This paper argues that “nature conservation” in Thailand is the product of state intervention in natural landscapes and the view that forests are crucial to the country’s modernization. The adoption of North American wilderness thinking by the modernizing Thai state has resulted in ambivalence between “nature conservation” and “economic development.” Though meant to be a wilderness free from human intervention, “protected areas” are integral to the capitalization of natural resources within the “development” paradigm.
Nineteenth-century British colonial logging interests intruding from Burma began the displacement of the premodern notion of pa (forest) as a mysterious, disorderly realm peripheral to and distinct from the civilized sphere of muang (city). In its place came the term pa mai (forest-wood); “nature” become “natural resources” with its utilitarian focus on commercial value. Forestry science, initally represented by foreign experts, transformed the disorderly, chaotic forest into a rationally ordered arrangement of trees. This also enabled the Thai state, specifically the Royal Forestry Department, to develop new technologies of control—state-supervised teak logging, mono-species management, and centralization through railroad development.

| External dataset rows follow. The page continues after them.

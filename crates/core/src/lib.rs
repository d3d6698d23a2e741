//! RFC 6184 H.264 payloadization and RTP packet sequencing.
//!
//! Raw access units go in, RTP packets come out:
//!
//! ```text
//! Annex B bytes → NAL split → classify → STAP-A | FU-A | passthrough
//!               → ordered payloads → Packetizer → RtpPacket
//! ```
//!
//! ```
//! use rtp_payload::{Codec, Packetizer, PacketizerConfig};
//!
//! let mut packetizer = Packetizer::new(
//!     Codec::H264,
//!     PacketizerConfig {
//!         initial_sequence: Some(0),
//!         ..PacketizerConfig::default()
//!     },
//! );
//! let access_unit = [0, 0, 0, 1, 0x65, 0x88, 0x84, 0x00];
//! let packets = packetizer.packetize(&access_unit, 3000).unwrap();
//! assert_eq!(packets.len(), 1);
//! assert!(packets[0].marker());
//! assert_eq!(packetizer.sequence_number(), 1);
//! ```

pub mod error;
pub mod media;
pub mod packetizer;

pub use error::{Result, RtpError};
pub use media::h264::{H264Payloader, ParameterSets};
pub use media::rtp::RtpPacket;
pub use media::{Codec, Payloader};
pub use packetizer::{Packetizer, PacketizerConfig};
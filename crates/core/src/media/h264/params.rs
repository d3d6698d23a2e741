use base64::prelude::{BASE64_STANDARD, Engine as _};

use super::nal::{self, NalUnitType};

/// SPS/PPS captured from a bitstream for out-of-band stream description.
///
/// Unlike the STAP-A buffering inside [`H264Payloader`](super::H264Payloader),
/// which lives for one access unit only, these are owned copies a sender
/// keeps to answer SDP offers (RFC 6184 §8.1).
#[derive(Debug, Clone, PartialEq, Eq)]
pub struct ParameterSets {
    sps: Vec<u8>,
    pps: Vec<u8>,
}

impl ParameterSets {
    pub fn new(sps: Vec<u8>, pps: Vec<u8>) -> Self {
        Self { sps, pps }
    }

    /// Capture the first SPS and first PPS of an Annex B access unit.
    ///
    /// Returns `None` unless both are present.
    pub fn from_access_unit(data: &[u8]) -> Option<Self> {
        let mut sps = None;
        let mut pps = None;

        for unit in nal::split_nal_units(data) {
            match nal::nal_unit_type(unit) {
                Some((NalUnitType::Sps, _)) if sps.is_none() => sps = Some(unit),
                Some((NalUnitType::Pps, _)) if pps.is_none() => pps = Some(unit),
                _ => {}
            }
        }

        let (sps, pps) = (sps?, pps?);
        tracing::debug!(
            sps_len = sps.len(),
            pps_len = pps.len(),
            "H.264 parameter sets captured"
        );
        Some(Self::new(sps.to_vec(), pps.to_vec()))
    }

    pub fn sps(&self) -> &[u8] {
        &self.sps
    }

    pub fn pps(&self) -> &[u8] {
        &self.pps
    }

    /// `profile-level-id`: SPS bytes 1–3 (profile_idc, constraint flags,
    /// level_idc) as six hex digits.
    pub fn profile_level_id(&self) -> Option<String> {
        self.sps
            .get(1..4)
            .map(|b| format!("{:02x}{:02x}{:02x}", b[0], b[1], b[2]))
    }

    /// `sprop-parameter-sets`: base64 SPS and PPS, comma separated.
    pub fn sprop_parameter_sets(&self) -> String {
        format!(
            "{},{}",
            BASE64_STANDARD.encode(&self.sps),
            BASE64_STANDARD.encode(&self.pps)
        )
    }

    /// SDP `a=fmtp` line for payload type `pt`.
    pub fn fmtp(&self, pt: u8) -> String {
        let mut fmtp = format!("a=fmtp:{} packetization-mode=1", pt);
        if let Some(pl) = self.profile_level_id() {
            fmtp.push_str(&format!(";profile-level-id={}", pl));
        }
        fmtp.push_str(&format!(
            ";sprop-parameter-sets={}",
            self.sprop_parameter_sets()
        ));
        fmtp
    }
}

Just as colonial-era logging shaped a commercial view of Thai nature, post-colonial international institutions emerged to transfer the development model and the national parks model from industrialized to underdeveloped countries. Always available for the needs of private industry and tourism, the parks have also become national symbols of a modern, civilized Thai nation-state. State officials, forestry technocrats, and conservation groups promote and protect “national parks” and “wildlife sanctuaries” for the aesthetic, educational, and recreational needs of the urban, educated middle class.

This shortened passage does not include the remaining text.